HISTÓRICO
Paro judicial: nadie ganó
  • Paro judicial: nadie ganó | ILUSTRACIÓN MORPHART
    Paro judicial: nadie ganó | ILUSTRACIÓN MORPHART
EL COLOMBIANO | Publicado el 12 de noviembre de 2012

Casi un mes duró la Justicia paralizada. Cuatro semanas en las que no se tramitaron expedientes, no se practicaron pruebas, no se realizaron audiencias judiciales necesarias para definir millones de situaciones jurídicas que, muchas veces, llevan años y años sin resolverse.

Al histórico atraso en la administración del servicio público esencial de justicia, a la acumulación endémica de expedientes sin resolución, se sumó esta protesta que paralizó -aún más- uno de los poderes sobre los que se funda el Estado de Derecho.

Con otro agravante: en un mes largo, estaremos próximos a las vacaciones judiciales, que son colectivas (salvo ciertos despachos en lo penal). ¿Lograrán ponerse al día en tan corto lapso? Vana ilusión.

Los trabajadores de la Rama Judicial tienen todo el derecho, ni más faltaba, de hacer reivindicaciones laborales y de exigir que sus condiciones de trabajo y las escalas de remuneración se ajusten a los mandatos constitucionales de dignidad y equidad.

Las diferencias salariales entre la cúpula de la judicatura (magistrados de altas cortes y de tribunales superiores) con relación a los jueces, sobre todo los municipales, son muy superiores a los que indicaría una razonable asignación de los recursos destinados a la paga de estos servidores públicos.

Pero fijadas ya las altísimas remuneraciones de magistrados, equiparables a las de los parlamentarios -de por sí cuantiosas incluso para un país rico- no hay manera de rebajarlas.

Para los de la parte inferior de la escala organizacional judicial, no queda sino pedir el aumento de sus propias remuneraciones.
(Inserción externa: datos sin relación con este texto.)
#[cfg(test)]
mod tests {
    use super::*;
    use crate::attachments::test_images::png;
    use crate::attachments::test_images::png_file;
    use crate::config::AttachmentLimits;
    use crate::config::PlaceholderTiming;
    use crate::test_support::TestComposer;
    use crate::test_support::test_composer;
    use pretty_assertions::assert_eq;
    use std::time::Duration;

    fn key(code: KeyCode, modifiers: KeyModifiers) -> KeyEvent {
        KeyEvent::new(code, modifiers)
    }

    async fn with_two_images(allow: bool) -> TestComposer {
        let mut t = test_composer(ComposerConfig::default(), allow);
        t.composer.add_files(vec![
            IncomingFile::from_bytes("wireframe.png", "image/png", png(1)),
            IncomingFile::from_bytes("palette.png", "image/png", png(2)),
        ]);
        t.composer.settle_attachments(&mut t.rx).await;
        assert_eq!(t.composer.attachments().len(), 2);
        t
    }

    #[test]
    fn blank_text_never_consults_gate_or_navigates() {
        let mut t = test_composer(ComposerConfig::default(), true);
        for text in ["", "   ", "\n\t "] {
            t.composer.set_text(text);
            assert!(!t.composer.can_submit());
            assert_eq!(t.composer.submit().expect("submit"), SubmitOutcome::Refused);
        }
        assert!(t.gate.requests().is_empty());
        assert!(t.navigator.targets().is_empty());
        assert!(t.composer.phase().is_idle());
    }

    #[test]
    fn dispatches_plain_intent_when_gate_allows() {
        let mut t = test_composer(ComposerConfig::default(), true);
        t.composer.set_text("todo list app");

        let outcome = t.composer.submit().expect("submit");
        let expected = "/chat/new?query=todo%20list%20app&agentMode=deterministic";
        assert_eq!(
            outcome,
            SubmitOutcome::Dispatched {
                target: expected.to_string()
            }
        );
        assert_eq!(t.navigator.targets(), vec![expected.to_string()]);
        assert_eq!(
            t.gate.requests(),
            vec![AuthRequirement::full("to create applications", expected)]
        );
        assert_eq!(t.composer.text(), "todo list app");
        assert!(t.composer.phase().is_idle());
    }

    #[tokio::test]
    async fn dispatch_carries_images_in_order_and_clears_them() {
        let mut t = with_two_images(true).await;
        let attached = t.composer.attachments().to_vec();
        t.composer.set_text("a landing page like these");

        let target = match t.composer.submit().expect("submit") {
            SubmitOutcome::Dispatched { target } => target,
            other => panic!("expected dispatch, got {other:?}"),
        };
        assert!(target.contains("&images="));
        let intent = SubmissionIntent::from_target(&target).expect("decode target");
        assert_eq!(intent.attachments, attached);
        assert_eq!(
            intent
                .attachments
                .iter()
                .map(|a| a.name.as_str())
                .collect::<Vec<_>>(),
            vec!["wireframe.png", "palette.png"]
        );
        assert!(t.composer.attachments().is_empty());
        assert_eq!(t.navigator.targets(), vec![target]);
        assert!(t.errors().is_empty());
    }

    #[tokio::test]
    async fn dispatch_while_decoding_reports_the_abandoned_image() {
        let mut t = test_composer(ComposerConfig::default(), true);
        t.composer.set_text("build it");
        t.composer.add_files(vec![png_file("shot.png", 4)]);
        assert!(t.composer.is_busy());

        let outcome = t.composer.submit().expect("submit");
        assert_eq!(
            outcome,
            SubmitOutcome::Dispatched {
                target: "/chat/new?query=build%20it&agentMode=deterministic".to_string()
            }
        );
        assert!(!t.composer.is_busy());
        assert_eq!(
            t.errors(),
            ["shot.png: discarded before decoding finished"]
        );

        tokio::task::yield_now().await;
        while let Ok(event) = t.rx.try_recv() {
            t.composer.handle_event(event);
        }
        assert!(t.composer.attachments().is_empty());
    }

    #[tokio::test]
    async fn blocked_submission_keeps_decoding_images() {
        let mut t = test_composer(ComposerConfig::default(), false);
        t.composer.set_text("build it");
        t.composer.add_files(vec![png_file("shot.png", 4)]);

        assert!(t.composer.submit().expect("submit").is_blocked());
        assert!(t.composer.is_busy());

        t.composer.settle_attachments(&mut t.rx).await;
        assert_eq!(t.composer.attachments()[0].name, "shot.png");
        assert!(t.errors().is_empty());
    }

    #[tokio::test]
    async fn deferred_submission_keeps_attachments_and_replays_identically() {
        let mut t = with_two_images(false).await;
        t.composer.set_text("F1 fantasy game");

        let resume = match t.composer.submit().expect("submit") {
            SubmitOutcome::Blocked { target } => target,
            other => panic!("expected blocked, got {other:?}"),
        };
        assert!(t.navigator.targets().is_empty());
        assert_eq!(t.composer.attachments().len(), 2);
        assert_eq!(t.gate.requests()[0].resume_target, resume);
        assert!(t.gate.requests()[0].full);

        t.gate.set_allow(true);
        let dispatched = t.composer.submit().expect("submit");
        assert_eq!(dispatched, SubmitOutcome::Dispatched { target: resume });
    }

    #[test]
    fn enter_commits_and_shift_enter_inserts_newline() {
        let mut t = test_composer(ComposerConfig::default(), true);
        assert_eq!(
            t.composer
                .handle_key_event(key(KeyCode::Enter, KeyModifiers::NONE))
                .expect("key"),
            InputResult::None
        );

        for ch in "hi".chars() {
            t.composer
                .handle_key_event(key(KeyCode::Char(ch), KeyModifiers::NONE))
                .expect("key");
        }
        t.composer
            .handle_key_event(key(KeyCode::Enter, KeyModifiers::SHIFT))
            .expect("key");
        t.composer
            .handle_key_event(key(KeyCode::Char('x'), KeyModifiers::CONTROL))
            .expect("key");
        t.composer
            .handle_key_event(key(KeyCode::Char('!'), KeyModifiers::SHIFT))
            .expect("key");
        assert_eq!(t.composer.text(), "hi\n!");
        assert!(t.navigator.targets().is_empty());

        let result = t
            .composer
            .handle_key_event(key(KeyCode::Enter, KeyModifiers::NONE))
            .expect("key");
        assert_eq!(
            result,
            InputResult::Submitted(SubmitOutcome::Dispatched {
                target: "/chat/new?query=hi%0A!&agentMode=deterministic".to_string()
            })
        );
    }

    #[test]
    fn modified_enter_without_shift_still_commits() {
        for modifiers in [KeyModifiers::CONTROL, KeyModifiers::ALT] {
            let mut t = test_composer(ComposerConfig::default(), true);
            t.composer.set_text("quiz app");
            let result = t
                .composer
                .handle_key_event(key(KeyCode::Enter, modifiers))
                .expect("key");
            assert_eq!(
                result,
                InputResult::Submitted(SubmitOutcome::Dispatched {
                    target: "/chat/new?query=quiz%20app&agentMode=deterministic".to_string()
                })
            );
        }

        let mut t = test_composer(ComposerConfig::default(), true);
        t.composer.set_text("quiz app");
        t.composer
            .handle_key_event(key(
                KeyCode::Enter,
                KeyModifiers::SHIFT | KeyModifiers::CONTROL,
            ))
            .expect("key");
        assert_eq!(t.composer.text(), "quiz app\n");
        assert!(t.navigator.targets().is_empty());
    }

    #[test]
    fn key_release_is_ignored() {
        let mut t = test_composer(ComposerConfig::default(), true);
        let mut release = key(KeyCode::Char('a'), KeyModifiers::NONE);
        release.kind = KeyEventKind::Release;
        assert_eq!(
            t.composer.handle_key_event(release).expect("key"),
            InputResult::None
        );
        assert_eq!(t.composer.text(), "");
    }

    #[test]
    fn mode_toggle_requires_agent_mode() {
        let mut t = test_composer(ComposerConfig::default(), true);
        t.composer.toggle_mode();
        assert_eq!(t.composer.mode(), ExecutionMode::Deterministic);
        assert!(!t.composer.view().mode_toggle_visible);

        let mut t = test_composer(
            ComposerConfig {
                agent_mode_enabled: true,
                ..ComposerConfig::default()
            },
            true,
        );
        t.composer.toggle_mode();
        t.composer.set_text("budget tracker");
        assert_eq!(
            t.composer.submit().expect("submit"),
            SubmitOutcome::Dispatched {
                target: "/chat/new?query=budget%20tracker&agentMode=agentic".to_string()
            }
        );
    }

    #[test]
    fn desired_rows_grow_with_text_and_clamp() {
        let mut t = test_composer(
            ComposerConfig {
                max_input_rows: 3,
                ..ComposerConfig::default()
            },
            true,
        );
        assert_eq!(t.composer.desired_rows(20), 1);
        t.composer.set_text("one\ntwo");
        assert_eq!(t.composer.desired_rows(20), 2);
        t.composer.set_text("a\nb\nc\nd\ne");
        assert_eq!(t.composer.desired_rows(20), 3);
        assert_eq!(t.composer.desired_rows(0), 3);
    }

    #[tokio::test]
    async fn drag_drop_feeds_the_pipeline() {
        let mut t = test_composer(ComposerConfig::default(), true);
        t.composer.handle_drag_event(DragEvent::Enter);
        t.composer.handle_drag_event(DragEvent::Enter);
        t.composer.handle_drag_event(DragEvent::Leave);
        assert!(t.composer.view().dragging);

        t.composer.handle_drag_event(DragEvent::Drop(vec![
            IncomingFile::from_bytes("shot.png", "image/png", png(5)),
            IncomingFile::from_bytes("readme.md", "text/markdown", b"# hi".to_vec()),
        ]));
        assert!(!t.composer.is_dragging());
        assert!(t.composer.view().busy);

        t.composer.settle_attachments(&mut t.rx).await;
        let view = t.composer.view();
        assert_eq!(view.attachment_count, 1);
        assert!(!view.over_attachment_limit);
        assert!(view.show_images_notice);
        assert!(!view.busy);
        assert_eq!(view.text, "");
    }

    #[test]
    fn pasted_text_is_inserted_verbatim_even_when_it_names_an_image() {
        let dir = tempfile::tempdir().expect("tempdir");
        let path = dir.path().join("mock.png");
        std::fs::write(&path, png(9)).expect("write image");
        let pasted = path.display().to_string();

        let mut t = test_composer(ComposerConfig::default(), true);
        t.composer.handle_paste(&pasted);
        assert_eq!(t.composer.text(), pasted);
        assert!(!t.composer.is_busy());
        assert!(t.composer.attachments().is_empty());
    }

    #[tokio::test]
    async fn decoded_batches_complete_through_handle_event() {
        let mut t = test_composer(
            ComposerConfig {
                attachment_limits: AttachmentLimits {
                    max_attachments: 1,
                    ..AttachmentLimits::default()
                },
                ..ComposerConfig::default()
            },
            true,
        );
        t.composer.add_files(vec![
            IncomingFile::from_bytes("a.png", "image/png", png(1)),
            IncomingFile::from_bytes("b.png", "image/png", png(2)),
        ]);

        let event = t.rx.recv().await.expect("decoded batch");
        assert!(matches!(event, ComposerEvent::AttachmentsDecoded(_)));
        t.composer.handle_event(event);

        let view = t.composer.view();
        assert!(!view.busy);
        assert_eq!(view.attachment_count, 2);
        assert!(view.over_attachment_limit);
    }

    #[tokio::test(start_paused = true)]
    async fn mounted_composer_animates_placeholder() {
        let mut t = test_composer(
            ComposerConfig {
                placeholder_phrases: vec!["app".to_string()],
                placeholder_timing: PlaceholderTiming::default(),
                ..ComposerConfig::default()
            },
            true,
        );
        assert_eq!(t.composer.placeholder_prompt(), "Create a ");
        t.composer.mount();

        for _ in 0..3 {
            let event = t.rx.recv().await.expect("tick");
            t.composer.handle_event(event);
        }
        assert_eq!(t.composer.placeholder_text(), "app");

        t.composer.unmount();
        tokio::time::sleep(Duration::from_secs(10)).await;
        assert!(t.rx.try_recv().is_err());
        assert_eq!(t.composer.view().placeholder, "Create a app");
    }

    #[test]
    fn empty_placeholder_phrases_fail_construction() {
        let (tx, _rx) = tokio::sync::mpsc::unbounded_channel();
        let result = Composer::new(
            ComposerConfig {
                placeholder_phrases: Vec::new(),
                ..ComposerConfig::default()
            },
            ComposerCollaborators {
                auth_gate: Arc::new(crate::test_support::FakeAuthGate::default()),
                navigator: Arc::new(crate::test_support::RecordingNavigator::default()),
                error_sink: Arc::new(crate::LogErrorSink),
            },
            ComposerEventSender::new(tx),
        );
        assert!(matches!(
            result,
            Err(ComposerError::EmptyPlaceholderPhrases)
        ));
    }
}
//! Events fed back into the composer by its own timers and background tasks.
//!
//! Background work never touches composer state directly. It reports through
//! this channel and the owner applies the result in
//! [`Composer::handle_event`](crate::Composer::handle_event).

use crate::attachments::DecodedBatch;

#[derive(Debug)]
pub enum ComposerEvent {
    /// A scheduled placeholder step is due. Stale generations are ignored.
    PlaceholderTick { generation: u64 },

    /// A batch of accepted files finished decoding.
    AttachmentsDecoded(DecodedBatch),
}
Y ahí es donde entra a jugar el mecanismo de presión por el cual se opte.

Y sometidos ellos a un dilema de compleja solución: como servicio público esencial, no admite huelgas, lo cual ha sido reiterado por la propia Corte Constitucional; y si no es mediante cese de actividades como mecanismo de presión de última instancia, es poco probable que el Poder Ejecutivo les ponga atención.

Pero es que el cese de actividades es un mal mayor que se le inflige a la sociedad. Entre un sistema judicial paralizado y unos funcionarios que exigen más altas remuneraciones, se pone de por medio a la sociedad que sufre un enorme menoscabo de confianza en las instituciones.

Al Gobierno el paro judicial lo cogió poco preparado, sin unidad de criterio para enfrentar las negociaciones forzosas que hubo de sentarse a solventar a regañadientes. Y una vez llegado a un principio de acuerdo, saltó el otro problema: la división entre los dirigentes del sindicato judicial.

Fue esta la parte más impresentable del embrollo. Una confusión permanente entre si lo que acordaban era vinculante para las partes o no. En eso, razón tuvo la ministra de Justicia, Ruth Stella Correa : lo mínimo que debe esperarse de la contraparte es que tenga mandato suficiente de sus afiliados para tener capacidad decisoria.

En la última encuesta Gallup publicada en este diario el pasado 31 de octubre, el sistema judicial es la tercera institución con opinión más desfavorable en el país (71 % de imagen negativa). Con este paro, se suman razones para que esta desalentadora percepción crezca.

Como lo dijimos en nuestro editorial del pasado 25 de octubre, si bien debe buscarse equidad en las remuneraciones, los funcionarios judiciales deben ofrecer productividad y eficiencia. La impunidad y la morosidad judicial, altísimas en Colombia, dejan mucho que desear sobre la calidad de nuestra justicia.